I found my assertive me today. 

I am really proud. 

G'nite Godbless Guys. 

xoxoxoxo

 
Posted : 30th July 2019 11:59 pm
DramaLlama
(@dramallama)
Posts: 920
Topic starter
 

Worked from home today. Had a shocking hangover. Was not very productive to say the least. 

Saw my counsellor. She's very good at getting to the root cause of stuff. It's weird how talking to someone else can make you see stuff logically. I don't wanna say anymore than that. Just it was a great session. 

Cleaning was super hard. This job I'm covering is massive and my shoulders are killing and we're only 3 days in. Just got hubby to give them a rub. It's eased a bit. 

Gonna have a fish butty and go to bed. 

No gambling thoughts at all! 😀

Laters x

 
Posted : 31st July 2019 10:56 pm
DramaLlama
(@dramallama)
Posts: 920
Topic starter
 

I cleaned the gunky fridges at this place I'm looking after. They were nasty. I don't reckon they've been done for years. I dodged the floors as they were pretty decent from last night and my shoulders hurt. 

My cleaning boss called and said the person doing my regular job isn't doing a good clean and he's getting complaints. He asked if I could go and help him. I was like NO! HARD NO! I am knackered and not sitting down before 11pm. Where am I sposed to find time to help him out? Dang, get real. This two weeks of cover is already hitting me hard, an extra 10 hours a week and I'm already doing 60 hours regular. No no nope. He took the hint. He said he'll get another lass to call by. 
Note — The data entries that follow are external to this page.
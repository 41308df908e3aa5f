use anyhow::Result;
use clap::{Args, Parser, Subcommand};
use colored::Colorize;
use std::path::{Path, PathBuf};
use tracing::info;
use tracing_subscriber::{layer::SubscriberExt, util::SubscriberInitExt};

use git_backfill::ai::AiClient;
use git_backfill::git::{
    collect_changes, filter_by_path, get_recent_commits, print_changes, print_commit_summary,
    strip_quotes,
};
use git_backfill::{backfill_dates, AiOverrides, ChangeSet, Committer, Config, GitRepo};

#[derive(Parser)]
#[command(name = "git-backfill")]
#[command(about = "Commit pending changes one file at a time, with dates spread since the last commit")]
#[command(version)]
struct Cli {
    #[command(subcommand)]
    command: Option<Commands>,

    /// Git repository directory
    #[arg(long, global = true, default_value = ".")]
    repo_dir: PathBuf,

    /// Path to config file (default: <repo>/backfill.toml)
    #[arg(short, long, global = true)]
    config: Option<PathBuf>,

    /// Enable debug logging
    #[arg(short, long, global = true)]
    verbose: bool,
}

#[derive(Subcommand)]
enum Commands {
    /// Commit every pending change (default)
    Commit {
        /// Only list the pending changes
        #[arg(long)]
        ls: bool,

        #[command(flatten)]
        ai: AiArgs,
    },

    /// List pending changes, numbered
    Ls,

    /// Commit only the changes at or under a file or directory
    Only {
        /// Target file or directory, relative or absolute
        target: String,

        #[command(flatten)]
        ai: AiArgs,
    },
}

#[derive(Args, Default)]
struct AiArgs {
    /// Generate commit messages with an AI model
    #[arg(long)]
    ai: bool,

    /// AI provider: openai (any compatible endpoint) or anthropic
    #[arg(long)]
    provider: Option<String>,

    /// API key
    #[arg(long)]
    api_key: Option<String>,

    /// API base URL
    #[arg(long)]
    base_url: Option<String>,

    /// Model name
    #[arg(long)]
    model: Option<String>,
}

impl From<AiArgs> for AiOverrides {
    fn from(args: AiArgs) -> Self {
        Self {
            enabled: args.ai,
            provider: args.provider,
            api_key: args.api_key,
            base_url: args.base_url,
            model: args.model,
        }
    }
}

fn main() {
    if let Err(e) = run() {
        eprintln!("{} {:#}", "Error:".red().bold(), e);
        std::process::exit(1);
    }
}

fn run() -> Result<()> {
    let cli = Cli::parse();
    init_logging(cli.verbose);

    let repo_dir = std::fs::canonicalize(&cli.repo_dir).unwrap_or_else(|_| cli.repo_dir.clone());
    info!("repo_dir: {}", repo_dir.display());
    let repo = GitRepo::open(&repo_dir)?;

    let command = cli.command.unwrap_or(Commands::Commit {
        ls: false,
        ai: AiArgs::default(),
    });

    match command {
        Commands::Ls => cmd_ls(&repo),
        Commands::Commit { ls: true, .. } => cmd_ls(&repo),
        Commands::Commit { ls: false, ai } => cmd_commit(&repo, cli.config.as_deref(), ai.into()),
        Commands::Only { target, ai } => {
            cmd_only(&repo, cli.config.as_deref(), &target, ai.into())
        }
    }
}

fn init_logging(verbose: bool) {
    let level = if verbose { "debug" } else { "info" };

    tracing_subscriber::registry()
        .with(
            tracing_subscriber::EnvFilter::try_from_default_env()
                .unwrap_or_else(|_| tracing_subscriber::EnvFilter::new(level)),
        )
        .with(
            tracing_subscriber::fmt::layer()
                .with_target(false)
                .with_writer(std::io::stderr),
        )
        .init();
}

fn cmd_ls(repo: &GitRepo) -> Result<()> {
    let changes = collect_changes(repo)?;
    print_changes(&changes);
    Ok(())
}

fn cmd_commit(repo: &GitRepo, config_path: Option<&Path>, overrides: AiOverrides) -> Result<()> {
    let changes = collect_changes(repo)?;
    print_changes(&changes);

    if changes.is_empty() {
        return Ok(());
    }

    commit_changes(repo, config_path, overrides, &changes)?;
    info!("Everything done!");
    Ok(())
}

fn cmd_only(
    repo: &GitRepo,
    config_path: Option<&Path>,
    target: &str,
    overrides: AiOverrides,
) -> Result<()> {
    let changes = collect_changes(repo)?;
    let changes = filter_by_path(&repo.workdir()?, strip_quotes(target), &changes);

    if changes.is_empty() {
        println!("{}", "No pending changes under the target path.".bright_black());
        return Ok(());
    }

    print_changes(&changes);
    commit_changes(repo, config_path, overrides, &changes)?;
    info!("Selected changes committed.");
    Ok(())
}

#[tokio::main]
async fn commit_changes(
    repo: &GitRepo,
    config_path: Option<&Path>,
    overrides: AiOverrides,
    changes: &ChangeSet,
) -> Result<()> {
    let mut config = Config::resolve(config_path, &repo.workdir()?)?;
    config.apply(overrides);

    let client = if config.ai.enabled {
        let client = AiClient::new(&config.ai)?;
        info!("generating commit messages with {}", client.model());
        Some(client)
    } else {
        None
    };

    let dates = backfill_dates(repo, changes.total())?;
    let report = Committer::new(repo, client.as_ref())
        .commit_all(changes, dates)
        .await?;

    if !report.skipped.is_empty() {
        println!(
            "\n{} skipped {} nested repositor{}",
            "⚠".yellow(),
            report.skipped.len(),
            if report.skipped.len() == 1 { "y" } else { "ies" }
        );
    }

    let created = get_recent_commits(repo, report.committed.len())?;
    print_commit_summary(&created);

    Ok(())
}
I cannot believe I have lumbered myself with all this extra work just by gambling silly for 18 months. I solemnly swear when all the debt is paid back, I will never put myself in this position again. 

G'nite all. 

 

 
Posted : 1st August 2019 11:06 pm
slowlearner
(@slowlearner)
Posts: 858
 

Hi Drama,

Look at your 1st post then look at your latest. Already you're a million miles away from where your journey started. Assertive, self confident & optimistic. Good for you, just make sure you repay that comforting & soothing rub of the shoulders by giving something back. If you're struggling talk, if you're down share it. Remember the stories we write are the difference between success and triumph for others.

Sincere Best Wishes

AL

This post was modified 5 years ago by slowlearner
 
Posted : 1st August 2019 11:56 pm
slowlearner
(@slowlearner)
Posts: 858
 

success & failure was meant. Not drunk just fuelled with enthusiasm for other peoples recovery.